LAM_U48 steals bits above 47-bit for tags and makes it impossible for
userspace to use full address space on 5-level paging machine.
Make these features mutually exclusive: whichever gets enabled first
blocks the other one.
Signed-off-by: Kirill A. Shutemov <kirill.shutemov@...ux.intel.com>
---
arch/x86/include/asm/elf.h | 3 ++-
arch/x86/include/asm/mmu_context.h | 13 +++++++++++++
arch/x86/kernel/process_64.c | 23 +++++++++++++++++++++++
arch/x86/kernel/sys_x86_64.c | 5 +++--
arch/x86/mm/hugetlbpage.c | 6 ++++--
arch/x86/mm/mmap.c | 9 ++++++++-
6 files changed, 53 insertions(+), 6 deletions(-)

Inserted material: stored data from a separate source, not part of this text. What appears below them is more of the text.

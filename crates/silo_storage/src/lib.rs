//! # Silo Storage
//!
//! Storage backend trait and implementations for silo volume servers.
//!
//! This crate provides the lowest-level storage abstraction for silo.
//! Storage backends are **opaque byte stores** - they do not interpret
//! the data they store.
//!
//! ## Design Principles
//!
//! - Backends are simple byte stores (read, append, flush)
//! - No knowledge of needle records, superblocks, or shard layouts
//! - Must be `Send + Sync` for concurrent access
//! - The volume engine owns all file format interpretation
//!
//! ## Available Backends
//!
//! - [`InMemoryBackend`] - For testing and ephemeral volumes
//! - [`FileBackend`] - For persistent storage using OS file APIs
//!
//! Backends are instantiated through a [`BackendRegistry`] constructed at
//! startup; there is no implicit global backend list.
//!
//! ## Example
//!
//! ```rust
//! use silo_storage::{StorageBackend, InMemoryBackend};
//!
//! let mut backend = InMemoryBackend::new();
//! let offset = backend.append(b"hello world").unwrap();
//! let data = backend.read_at(offset, 11).unwrap();
//! assert_eq!(&data, b"hello world");
//! ```

#![deny(unsafe_code)]
#![warn(missing_docs)]

mod backend;
mod error;
mod file;
mod memory;
mod registry;

pub use backend::StorageBackend;
pub use error::{StorageError, StorageResult};
pub use file::FileBackend;
pub use memory::InMemoryBackend;
pub use registry::{BackendFactory, BackendRegistry};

diff --git a/arch/x86/include/asm/elf.h b/arch/x86/include/asm/elf.h
index cb0ff1055ab1..4df13497a770 100644
--- a/arch/x86/include/asm/elf.h
+++ b/arch/x86/include/asm/elf.h
@@ -317,7 +317,8 @@ static inline int mmap_is_ia32(void)
extern unsigned long task_size_32bit(void);
extern unsigned long task_size_64bit(int full_addr_space);
extern unsigned long get_mmap_base(int is_legacy);
-extern bool mmap_address_hint_valid(unsigned long addr, unsigned long len);
+extern bool mmap_address_hint_valid(struct mm_struct *mm,
+ unsigned long addr, unsigned long len);
extern unsigned long get_sigframe_size(void);
#ifdef CONFIG_X86_32
diff --git a/arch/x86/include/asm/mmu_context.h b/arch/x86/include/asm/mmu_context.h
index a6cded0f5e64..17d31988edd6 100644
--- a/arch/x86/include/asm/mmu_context.h
+++ b/arch/x86/include/asm/mmu_context.h
@@ -263,6 +263,19 @@ static inline bool arch_vma_access_permitted(struct vm_area_struct *vma,
unsigned long __get_current_cr3_fast(void);
+#ifdef CONFIG_X86_5LEVEL
+static inline bool full_va_allowed(struct mm_struct *mm)
+{
+ /* LAM_U48 steals VA bits above 47-bit for tags */
+ return mm->context.lam_cr3_mask != X86_CR3_LAM_U48;
+}
+#else
+static inline bool full_va_allowed(struct mm_struct *mm)
+{
+ return false;
+}
+#endif
+
#include <asm-generic/mmu_context.h>
#endif /* _ASM_X86_MMU_CONTEXT_H */
diff --git a/arch/x86/kernel/process_64.c b/arch/x86/kernel/process_64.c
index e328b91d1492..427ebef3f64b 100644
--- a/arch/x86/kernel/process_64.c
+++ b/arch/x86/kernel/process_64.c
@@ -756,6 +756,16 @@ static void enable_lam_func(void *mm)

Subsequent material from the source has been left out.